Stored data:
------------------------------------------------------------

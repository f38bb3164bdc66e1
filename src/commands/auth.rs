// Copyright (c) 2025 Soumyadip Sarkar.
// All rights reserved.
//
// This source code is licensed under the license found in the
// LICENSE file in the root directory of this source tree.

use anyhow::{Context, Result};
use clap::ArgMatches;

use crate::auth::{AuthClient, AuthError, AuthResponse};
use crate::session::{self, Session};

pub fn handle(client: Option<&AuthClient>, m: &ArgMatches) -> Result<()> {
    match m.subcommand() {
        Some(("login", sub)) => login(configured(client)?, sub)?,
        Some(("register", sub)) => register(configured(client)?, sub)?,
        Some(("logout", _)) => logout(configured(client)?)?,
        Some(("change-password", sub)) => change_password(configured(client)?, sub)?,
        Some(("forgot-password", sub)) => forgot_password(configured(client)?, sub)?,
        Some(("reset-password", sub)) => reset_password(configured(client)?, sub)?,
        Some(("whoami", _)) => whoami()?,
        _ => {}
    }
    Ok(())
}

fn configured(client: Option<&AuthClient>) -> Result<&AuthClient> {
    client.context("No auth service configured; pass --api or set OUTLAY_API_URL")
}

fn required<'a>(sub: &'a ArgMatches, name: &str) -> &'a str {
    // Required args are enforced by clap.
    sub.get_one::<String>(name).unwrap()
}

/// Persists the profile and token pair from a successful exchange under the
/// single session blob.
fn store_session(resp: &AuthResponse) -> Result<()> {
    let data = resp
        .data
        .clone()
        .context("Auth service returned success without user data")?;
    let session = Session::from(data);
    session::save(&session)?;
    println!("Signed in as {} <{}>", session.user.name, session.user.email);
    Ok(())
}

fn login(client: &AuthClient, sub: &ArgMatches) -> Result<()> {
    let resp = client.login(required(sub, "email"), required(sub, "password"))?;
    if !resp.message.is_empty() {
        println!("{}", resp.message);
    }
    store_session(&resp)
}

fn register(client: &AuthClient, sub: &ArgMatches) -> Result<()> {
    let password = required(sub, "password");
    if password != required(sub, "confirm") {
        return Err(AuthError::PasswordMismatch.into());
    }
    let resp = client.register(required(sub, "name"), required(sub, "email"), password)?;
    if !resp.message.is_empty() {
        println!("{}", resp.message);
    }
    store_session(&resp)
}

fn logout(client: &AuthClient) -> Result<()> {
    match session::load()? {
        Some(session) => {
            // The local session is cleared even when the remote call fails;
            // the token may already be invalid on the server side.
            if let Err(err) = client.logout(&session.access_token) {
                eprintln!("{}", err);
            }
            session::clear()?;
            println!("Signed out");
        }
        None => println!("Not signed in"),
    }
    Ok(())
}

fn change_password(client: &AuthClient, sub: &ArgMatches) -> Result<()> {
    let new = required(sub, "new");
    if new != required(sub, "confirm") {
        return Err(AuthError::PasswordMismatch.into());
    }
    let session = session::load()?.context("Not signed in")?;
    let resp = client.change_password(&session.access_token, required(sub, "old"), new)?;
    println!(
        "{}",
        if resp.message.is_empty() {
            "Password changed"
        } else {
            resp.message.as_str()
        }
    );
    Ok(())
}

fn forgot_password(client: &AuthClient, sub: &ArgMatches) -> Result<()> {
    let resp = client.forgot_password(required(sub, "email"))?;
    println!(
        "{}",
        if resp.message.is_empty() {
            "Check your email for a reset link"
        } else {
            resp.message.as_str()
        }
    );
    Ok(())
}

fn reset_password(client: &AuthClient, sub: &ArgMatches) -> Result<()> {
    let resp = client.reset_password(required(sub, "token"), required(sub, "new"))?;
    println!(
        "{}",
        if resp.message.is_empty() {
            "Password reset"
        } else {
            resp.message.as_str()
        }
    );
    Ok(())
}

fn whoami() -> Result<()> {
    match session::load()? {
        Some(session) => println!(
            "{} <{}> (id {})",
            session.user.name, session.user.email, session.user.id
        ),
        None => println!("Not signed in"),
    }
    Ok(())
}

------------------------------------------------------------

### Aim of the task
Reproduce each of the records word for word.

### Answer to this exercise
repository f38bb3164bdc66e1
filename src/commands/auth.rs
// Copyright (c) 2025 Soumyadip Sarkar.
// All rights reserved.
//
// This source code is licensed under the license found in the
// LICENSE file in the root directory of this source tree.

use anyhow::{Context, Result};
use clap::ArgMatches;

use crate::auth::{AuthClient, AuthError, AuthResponse};
use crate::session::{self, Session};

pub fn handle(client: Option<&AuthClient>, m: &ArgMatches) -> Result<()> {
    match m.subcommand() {
        Some(("login", sub)) => login(configured(client)?, sub)?,
        Some(("register", sub)) => register(configured(client)?, sub)?,
        Some(("logout", _)) => logout(configured(client)?)?,
        Some(("change-password", sub)) => change_password(configured(client)?, sub)?,
        Some(("forgot-password", sub)) => forgot_password(configured(client)?, sub)?,
        Some(("reset-password", sub)) => reset_password(configured(client)?, sub)?,
        Some(("whoami", _)) => whoami()?,
        _ => {}
    }
    Ok(())
}

fn configured(client: Option<&AuthClient>) -> Result<&AuthClient> {
    client.context("No auth service configured; pass --api or set OUTLAY_API_URL")
}

fn required<'a>(sub: &'a ArgMatches, name: &str) -> &'a str {
    // Required args are enforced by clap.
    sub.get_one::<String>(name).unwrap()
}

/// Persists the profile and token pair from a successful exchange under the
/// single session blob.
fn store_session(resp: &AuthResponse) -> Result<()> {
    let data = resp
        .data
        .clone()
        .context("Auth service returned success without user data")?;
    let session = Session::from(data);
    session::save(&session)?;
    println!("Signed in as {} <{}>", session.user.name, session.user.email);
    Ok(())
}

fn login(client: &AuthClient, sub: &ArgMatches) -> Result<()> {
    let resp = client.login(required(sub, "email"), required(sub, "password"))?;
    if !resp.message.is_empty() {
        println!("{}", resp.message);
    }
    store_session(&resp)
}

fn register(client: &AuthClient, sub: &ArgMatches) -> Result<()> {
    let password = required(sub, "password");
    if password != required(sub, "confirm") {
        return Err(AuthError::PasswordMismatch.into());
    }
    let resp = client.register(required(sub, "name"), required(sub, "email"), password)?;
    if !resp.message.is_empty() {
        println!("{}", resp.message);
    }
    store_session(&resp)
}

fn logout(client: &AuthClient) -> Result<()> {
    match session::load()? {
        Some(session) => {
            // The local session is cleared even when the remote call fails;
            // the token may already be invalid on the server side.
            if let Err(err) = client.logout(&session.access_token) {
                eprintln!("{}", err);
            }
            session::clear()?;
            println!("Signed out");
        }
        None => println!("Not signed in"),
    }
    Ok(())
}

fn change_password(client: &AuthClient, sub: &ArgMatches) -> Result<()> {
    let new = required(sub, "new");
    if new != required(sub, "confirm") {
        return Err(AuthError::PasswordMismatch.into());
    }
    let session = session::load()?.context("Not signed in")?;
    let resp = client.change_password(&session.access_token, required(sub, "old"), new)?;
    println!(
        "{}",
        if resp.message.is_empty() {
            "Password changed"
        } else {
            resp.message.as_str()
        }
    );
    Ok(())
}

fn forgot_password(client: &AuthClient, sub: &ArgMatches) -> Result<()> {
    let resp = client.forgot_password(required(sub, "email"))?;
    println!(
        "{}",
        if resp.message.is_empty() {
            "Check your email for a reset link"
        } else {
            resp.message.as_str()
        }
    );
    Ok(())
}

fn reset_password(client: &AuthClient, sub: &ArgMatches) -> Result<()> {
    let resp = client.reset_password(required(sub, "token"), required(sub, "new"))?;
    println!(
        "{}",
        if resp.message.is_empty() {
            "Password reset"
        } else {
            resp.message.as_str()
        }
    );
    Ok(())
}

fn whoami() -> Result<()> {
    match session::load()? {
        Some(session) => println!(
            "{} <{}> (id {})",
            session.user.name, session.user.email, session.user.id
        ),
        None => println!("Not signed in"),
    }
    Ok(())
}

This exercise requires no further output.